Con sentenza n. 21810 del 5 dicembre, la Corte di cassazione ha stabilito che è legittimo l’accertamento induttivo nei confronti di un’impresa che presenta per anni bilanci in perdita ma ha un ottimo andamento aziendale, confermato dalla consistenza degli acquisti di beni destinati alla rivendita e dagli oneri sostenuti per il personale dipendente.
Il fatto
La vicenda è quella di una società a responsabilità limitata destinataria di un avviso di accertamento con il quale vengono rilevati induttivamente maggiori ricavi Irpeg, Irap e Iva. L’ente impositore rilevava nella motivazione che la situazione reddituale della contribuente era costantemente in perdita negli ultimi cinque esercizi, situazione che, tuttavia, era incompatibile con l’ottimo andamento aziendale, caratterizzato da un consistente numero di acquisti di beni e di ingenti oneri per il personale dipendente. L’accertamento induttivo era quindi legittimo, secondo l’ufficio, in presenza di comportamenti contrari ai canoni dell’economia e in assenza di spiegazioni verosimili su scelte imprenditoriali non in linea con i ricavi.
I giudici di merito, considerato che l’appellante non aveva fornito alcun elemento probatorio di segno contrario, hanno ritenuto legittimo il comportamento del fisco e, così, la vicenda è approdata in Cassazione dove la società ha sostenuto, in asserita violazione degli articolo 39 del Dpr 600/1973 e 62-sexies del Dl 331/1993, che l’Amministrazione finanziaria non poteva procedere ad accertamento induttivo per difetto dei necessari presupposti, dal momento che le scritture contabili erano corrette, non contestate e gli elementi di presunzione contraddittori. Il ricarico, peraltro, non poteva essere “arbitrariamente” innalzato dall’ufficio in mancanza di accesso o verifica presso la sede societaria. In sostanza, l’accertamento non rappresenterebbe la reale situazione reddituale.
La decisione
Nel respingere il ricorso del contribuente, la Corte di cassazione conferma il principio espresso in analoghe sentenze, secondo cui la regolarità delle scritture contabili non cancella le gravi anomalie tra ricavi e oneri per il personale.
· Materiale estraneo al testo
/// API route handlers
///
/// This module contains all route handlers organized by resource:
///
/// - `health`: Health check endpoint
/// - `auth`: Registration and login
/// - `properties`: Listing search, detail, featured and creation
/// - `inquiries`: Tenant inquiries about listings
/// - `contact`: General contact form
/// - `stats`: Marketplace counters

pub mod auth;
pub mod contact;
pub mod health;
pub mod inquiries;
pub mod properties;
pub mod stats;
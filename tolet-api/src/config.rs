/// Configuration management for the API server
///
/// This module loads configuration from environment variables and provides
/// a type-safe configuration struct. A `.env` file in the working directory
/// is honoured for development.
///
/// # Environment Variables
///
/// - `API_HOST`: Host to bind to (default: 0.0.0.0)
/// - `API_PORT`: Port to bind to (default: 3001)
/// - `CORS_ORIGINS`: Comma-separated allowed origins (default: `*`)
/// - `DATABASE_URL`: SQLite connection string (default: sqlite://tolet.db)
/// - `DATABASE_MAX_CONNECTIONS`: Pool size (default: 5)
/// - `JWT_SECRET`: Secret key for token signing (required, >= 32 chars)
/// - `JWT_TTL_HOURS`: Bearer token lifetime (default: 24)
/// - `UPLOAD_DIR`: Directory for uploaded listing images (default: uploads)
/// - `UPLOAD_MAX_BYTES`: Request body cap for uploads (default: 10 MiB)
/// - `SEED_SAMPLE_DATA`: Insert sample listings into an empty store (default: true)
/// - `RUST_LOG`: Log filter
///
/// # Example
///
/// ```no_run
/// use tolet_api::config::Config;
///
/// # fn example() -> anyhow::Result<()> {
/// let config = Config::from_env()?;
/// println!("Server will listen on {}:{}", config.api.host, config.api.port);
/// # Ok(())
/// # }
/// ```

use serde::{Deserialize, Serialize};
use std::env;
use std::path::PathBuf;
use std::str::FromStr;

const DEFAULT_PORT: u16 = 3001;
const DEFAULT_DATABASE_URL: &str = "sqlite://tolet.db";
const DEFAULT_TTL_HOURS: i64 = 24;
const DEFAULT_UPLOAD_MAX_BYTES: usize = 10 * 1024 * 1024;
const MIN_SECRET_LEN: usize = 32;

/// Complete application configuration
#[derive(Debug, Clone, Serialize, Deserialize)]
pub struct Config {
    /// API server configuration
    pub api: ApiConfig,

    /// Database configuration
    pub database: DatabaseConfig,

    /// JWT configuration
    pub jwt: JwtConfig,

    /// Image upload configuration
    pub uploads: UploadConfig,

    /// Insert sample listings at startup when the store is empty
    pub seed_sample_data: bool,
}

/// API server configuration
#[derive(Debug, Clone, Serialize, Deserialize)]
pub struct ApiConfig {
    /// Host to bind to
    pub host: String,

    /// Port to bind to
    pub port: u16,

    /// Allowed CORS origins; `*` allows any
    pub cors_origins: Vec<String>,
}

/// Database configuration
#[derive(Debug, Clone, Serialize, Deserialize)]
pub struct DatabaseConfig {
    /// SQLite connection URL
    pub url: String,

    /// Maximum number of connections in pool
    pub max_connections: u32,
}

/// JWT configuration
#[derive(Debug, Clone, Serialize, Deserialize)]
pub struct JwtConfig {
    /// Secret key for JWT signing
    ///
    /// IMPORTANT: This must be kept secret and should be at least 32 bytes.
    /// Generate with: `openssl rand -hex 32`
    pub secret: String,

    /// Token lifetime in hours
    pub ttl_hours: i64,
}

/// Image upload configuration
#[derive(Debug, Clone, Serialize, Deserialize)]
pub struct UploadConfig {
    /// Directory images are written to and served from
    pub dir: PathBuf,

    /// Largest accepted request body for listing creation
    pub max_bytes: usize,
}

impl Config {
    /// Loads configuration from environment variables
    ///
    /// # Errors
    ///
    /// Returns an error if:
    /// - `JWT_SECRET` is missing or shorter than 32 characters
    /// - A numeric or boolean variable has an invalid value
    pub fn from_env() -> anyhow::Result<Self> {
        // Load .env file if present (for development)
        dotenvy::dotenv().ok();

        let api_host = env::var("API_HOST").unwrap_or_else(|_| "0.0.0.0".to_string());
        let api_port = parse_var("API_PORT", DEFAULT_PORT)?;
        let cors_origins = parse_origins(&env::var("CORS_ORIGINS").unwrap_or_else(|_| "*".to_string()));

        let database_url = env::var("DATABASE_URL").unwrap_or_else(|_| DEFAULT_DATABASE_URL.to_string());
        let max_connections = parse_var("DATABASE_MAX_CONNECTIONS", 5u32)?;

        let jwt_secret = env::var("JWT_SECRET")
            .map_err(|_| anyhow::anyhow!("JWT_SECRET environment variable is required"))?;

        if jwt_secret.len() < MIN_SECRET_LEN {
            anyhow::bail!("JWT_SECRET must be at least {} characters long", MIN_SECRET_LEN);
        }

        let ttl_hours = parse_var("JWT_TTL_HOURS", DEFAULT_TTL_HOURS)?;
        if ttl_hours <= 0 {
            anyhow::bail!("JWT_TTL_HOURS must be positive");
        }

        let upload_dir = env::var("UPLOAD_DIR").unwrap_or_else(|_| "uploads".to_string());
        let upload_max_bytes = parse_var("UPLOAD_MAX_BYTES", DEFAULT_UPLOAD_MAX_BYTES)?;
        let seed_sample_data = parse_var("SEED_SAMPLE_DATA", true)?;

        Ok(Self {
            api: ApiConfig {
                host: api_host,
                port: api_port,
                cors_origins,
            },
            database: DatabaseConfig {
                url: database_url,
                max_connections,
            },
            jwt: JwtConfig {
                secret: jwt_secret,
                ttl_hours,
            },
            uploads: UploadConfig {
                dir: PathBuf::from(upload_dir),
                max_bytes: upload_max_bytes,
            },
            seed_sample_data,
        })
    }

    /// Returns the server bind address
    pub fn bind_address(&self) -> String {
        format!("{}:{}", self.api.host, self.api.port)
    }

    /// Bearer token lifetime
    pub fn token_ttl(&self) -> chrono::Duration {
        chrono::Duration::hours(self.jwt.ttl_hours)
    }
}

fn parse_var<T>(name: &str, default: T) -> anyhow::Result<T>
where
    T: FromStr,
    T::Err: std::fmt::Display,
{
    match env::var(name) {
        Ok(raw) if !raw.trim().is_empty() => raw
            .trim()
            .parse::<T>()
            .map_err(|e| anyhow::anyhow!("Invalid value for {}: {}", name, e)),
        _ => Ok(default),
    }
}

fn parse_origins(raw: &str) -> Vec<String> {
    raw.split(',')
        .map(str::trim)
        .filter(|origin| !origin.is_empty())
        .map(str::to_string)
        .collect()
}

#[cfg(test)]
mod tests {
    use super::*;

    fn config() -> Config {
        Config {
            api: ApiConfig {
                host: "127.0.0.1".to_string(),
                port: 3001,
                cors_origins: vec!["*".to_string()],
            },
            database: DatabaseConfig {
                url: "sqlite::memory:".to_string(),
                max_connections: 1,
            },
            jwt: JwtConfig {
                secret: "test-secret-key-at-least-32-bytes-long".to_string(),
                ttl_hours: 24,
            },
            uploads: UploadConfig {
                dir: PathBuf::from("uploads"),
                max_bytes: DEFAULT_UPLOAD_MAX_BYTES,
            },
            seed_sample_data: false,
        }
    }

    #[test]
    fn test_bind_address() {
        assert_eq!(config().bind_address(), "127.0.0.1:3001");
    }

    #[test]
    fn test_token_ttl() {
        assert_eq!(config().token_ttl().num_hours(), 24);
    }

    #[test]
    fn test_parse_origins() {
        assert_eq!(
            parse_origins("http://localhost:3000, https://tolet.example.com,"),
            vec!["http://localhost:3000", "https://tolet.example.com"]
        );
        assert_eq!(parse_origins("*"), vec!["*"]);
    }

    #[test]
    fn test_parse_var_falls_back_to_default() {
        assert_eq!(parse_var("TOLET_TEST_UNSET_VARIABLE", 42u16).unwrap(), 42);
    }
}
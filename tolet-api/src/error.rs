/// Error handling for the API server
///
/// This module provides a unified error type that maps to HTTP responses.
/// All handlers should return `Result<T, ApiError>` which automatically
/// converts to appropriate HTTP status codes with a JSON body:
///
/// ```json
/// { "error": "not_found", "message": "Property not found" }
/// ```
///
/// # Example
///
/// ```
/// use tolet_api::error::{ApiError, ApiResult};
/// use axum::Json;
/// use serde_json::json;
///
/// async fn handler(id: i64) -> ApiResult<Json<serde_json::Value>> {
///     if id < 0 {
///         return Err(ApiError::NotFound("Property not found".to_string()));
///     }
///     Ok(Json(json!({ "id": id })))
/// }
/// ```

use axum::{
    http::StatusCode,
    response::{IntoResponse, Response},
    Json,
};
use serde::{Deserialize, Serialize};
use std::fmt;
use tolet_shared::auth::{bearer::AuthError, jwt::JwtError, password::PasswordError};

use crate::uploads::UploadError;

/// Message returned for every failed login, whatever the cause
pub const INVALID_CREDENTIALS_MESSAGE: &str = "Invalid credentials";

/// API result type alias
pub type ApiResult<T> = Result<T, ApiError>;

/// Unified API error type
#[derive(Debug)]
pub enum ApiError {
    /// Bad request (400) - malformed body, query or multipart field
    BadRequest(String),

    /// Unauthorized (401) - no usable credentials
    Unauthorized(String),

    /// Unauthorized (401) - login failed; body never says why
    InvalidCredentials,

    /// Forbidden (403) - credentials present but rejected
    Forbidden(String),

    /// Not found (404)
    NotFound(String),

    /// Conflict (409) - e.g., duplicate email
    Conflict(String),

    /// Unprocessable entity (422) - validation errors
    ValidationError(Vec<ValidationErrorDetail>),

    /// Internal server error (500)
    InternalError(String),
}

/// Validation error detail
#[derive(Debug, Clone, PartialEq, Eq, Serialize, Deserialize)]
pub struct ValidationErrorDetail {
    /// Field that failed validation
    pub field: String,

    /// Error message
    pub message: String,
}

/// Error response format
#[derive(Debug, Serialize, Deserialize)]
pub struct ErrorResponse {
    /// Error code (e.g., "bad_request", "unauthorized")
    pub error: String,

    /// Human-readable error message
    pub message: String,

    /// Optional validation errors
    #[serde(skip_serializing_if = "Option::is_none")]
    pub details: Option<Vec<ValidationErrorDetail>>,
}

impl fmt::Display for ApiError {
    fn fmt(&self, f: &mut fmt::Formatter<'_>) -> fmt::Result {
        match self {
            ApiError::BadRequest(msg) => write!(f, "Bad request: {}", msg),
            ApiError::Unauthorized(msg) => write!(f, "Unauthorized: {}", msg),
            ApiError::InvalidCredentials => write!(f, "Unauthorized: {}", INVALID_CREDENTIALS_MESSAGE),
            ApiError::Forbidden(msg) => write!(f, "Forbidden: {}", msg),
            ApiError::NotFound(msg) => write!(f, "Not found: {}", msg),
            ApiError::Conflict(msg) => write!(f, "Conflict: {}", msg),
            ApiError::ValidationError(errors) => {
                write!(f, "Validation failed: {} errors", errors.len())
            }
            ApiError::InternalError(msg) => write!(f, "Internal error: {}", msg),
        }
    }
}

impl std::error::Error for ApiError {}

impl IntoResponse for ApiError {
    fn into_response(self) -> Response {
        let (status, error_code, message, details) = match self {
            ApiError::BadRequest(msg) => (StatusCode::BAD_REQUEST, "bad_request", msg, None),
            ApiError::Unauthorized(msg) => (StatusCode::UNAUTHORIZED, "unauthorized", msg, None),
            ApiError::InvalidCredentials => (
                StatusCode::UNAUTHORIZED,
                "invalid_credentials",
                INVALID_CREDENTIALS_MESSAGE.to_string(),
                None,
            ),
            ApiError::Forbidden(msg) => (StatusCode::FORBIDDEN, "forbidden", msg, None),
            ApiError::NotFound(msg) => (StatusCode::NOT_FOUND, "not_found", msg, None),
            ApiError::Conflict(msg) => (StatusCode::CONFLICT, "conflict", msg, None),
            ApiError::ValidationError(errors) => (
                StatusCode::UNPROCESSABLE_ENTITY,
                "validation_error",
                "Request validation failed".to_string(),
                Some(errors),
            ),
            ApiError::InternalError(msg) => {
                // Log internal errors but don't expose details to clients
                tracing::error!("Internal error: {}", msg);
                (
                    StatusCode::INTERNAL_SERVER_ERROR,
                    "internal_error",
                    "An internal error occurred".to_string(),
                    None,
                )
            }
        };

        let body = Json(ErrorResponse {
            error: error_code.to_string(),
            message,
            details,
        });

        (status, body).into_response()
    }
}

/// Convert sqlx errors to API errors
impl From<sqlx::Error> for ApiError {
    fn from(err: sqlx::Error) -> Self {
        match err {
            sqlx::Error::RowNotFound => ApiError::NotFound("Resource not found".to_string()),
            sqlx::Error::Database(db_err) => {
                if db_err.is_unique_violation() {
                    // SQLite reports the column, not a constraint name
                    if db_err.message().contains("email") {
                        return ApiError::Conflict("Email already exists".to_string());
                    }
                    return ApiError::Conflict("Resource already exists".to_string());
                }

                if db_err.is_foreign_key_violation() {
                    return ApiError::BadRequest("Referenced resource does not exist".to_string());
                }

                // Other database errors are internal
                ApiError::InternalError(format!("Database error: {}", db_err))
            }
            _ => ApiError::InternalError(format!("Database error: {}", err)),
        }
    }
}

/// Convert auth errors to API errors
impl From<AuthError> for ApiError {
    fn from(err: AuthError) -> Self {
        match err {
            AuthError::MissingCredentials => ApiError::Unauthorized("Missing bearer token".to_string()),
            AuthError::InvalidToken(msg) => ApiError::Forbidden(msg),
        }
    }
}

/// Convert password errors to API errors
impl From<PasswordError> for ApiError {
    fn from(err: PasswordError) -> Self {
        ApiError::InternalError(format!("Password operation failed: {}", err))
    }
}

/// Convert JWT errors to API errors
///
/// Handlers only create tokens, so any failure here is a server fault.
impl From<JwtError> for ApiError {
    fn from(err: JwtError) -> Self {
        ApiError::InternalError(format!("Token operation failed: {}", err))
    }
}

impl From<UploadError> for ApiError {
    fn from(err: UploadError) -> Self {
        match err {
            UploadError::TooManyImages { .. } => ApiError::BadRequest(err.to_string()),
            UploadError::Io(_) => ApiError::InternalError(err.to_string()),
        }
    }
}

impl From<validator::ValidationErrors> for ApiError {
    fn from(errors: validator::ValidationErrors) -> Self {
        let mut details: Vec<ValidationErrorDetail> = errors
            .field_errors()
            .iter()
            .flat_map(|(field, errors)| {
                errors.iter().map(move |error| ValidationErrorDetail {
                    field: field.to_string(),
                    message: error
                        .message
                        .as_ref()
                        .map(|m| m.to_string())
                        .unwrap_or_else(|| "Validation failed".to_string()),
                })
            })
            .collect();

        // field_errors() is a HashMap
        details.sort_by(|a, b| a.field.cmp(&b.field));

        ApiError::ValidationError(details)
    }
}
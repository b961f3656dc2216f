/// Contact form endpoint
///
/// Submissions are written to the log and acknowledged. Nothing is stored or
/// delivered.

use crate::{error::ApiResult, extract::ValidatedJson};
use axum::Json;
use serde::{Deserialize, Serialize};
use validator::Validate;

#[derive(Debug, Deserialize, Validate)]
pub struct ContactRequest {
    #[validate(length(min = 1, message = "Name is required"))]
    pub name: String,

    #[validate(email(message = "Invalid email format"))]
    pub email: String,

    pub phone: Option<String>,

    pub subject: Option<String>,

    #[validate(length(min = 1, message = "Message is required"))]
    pub message: String,
}

#[derive(Debug, Serialize)]
pub struct ContactResponse {
    pub message: String,
}

pub async fn send_message(
    ValidatedJson(req): ValidatedJson<ContactRequest>,
) -> ApiResult<Json<ContactResponse>> {
    tracing::info!(
        name = %req.name,
        email = %req.email,
        phone = ?req.phone,
        subject = ?req.subject,
        message = %req.message,
        "Contact form submission"
    );

    Ok(Json(ContactResponse {
        message: "Message sent successfully".to_string(),
    }))
}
Infatti, la presenza di contabilità formalmente regolare, non impedisce l’accertamento in rettifica, che presuppone appunto scritture regolarmente tenute, tuttavia contestabili in forza di valutazioni condotte sulla base di presunzioni gravi, precise e concordanti (Cassazione 8015/1996 e 8494/1998), che possono essere costituite da studi di settore, collegabili, ai sensi dell’articolo 62-sexies del Dl 331/1993, a gravi incongruenze tra i ricavi dichiarati, le dimensioni e il giro d’affari dell’azienda, di modo che in base a un processo logico analitico induttivo possa fondatamente dubitarsi della completezza e fedeltà della contabilità esaminata (Cassazione 19626/2012 e 26635/2009).
Perciò è legittimo l’accertamento induttivo in presenza di “una condotta commerciale anomala”, a meno che il contribuente non dimostri l’effettiva sussistenza delle perdite dichiarate. In questi casi, infatti, all’ufficio è consentito “dubitare della veridicità delle operazioni dichiarate e desumere, sulla base di presunzioni semplici, maggiori ricavi o minori costi, con conseguente spostamento dell'onere della prova al carico del contribuente”.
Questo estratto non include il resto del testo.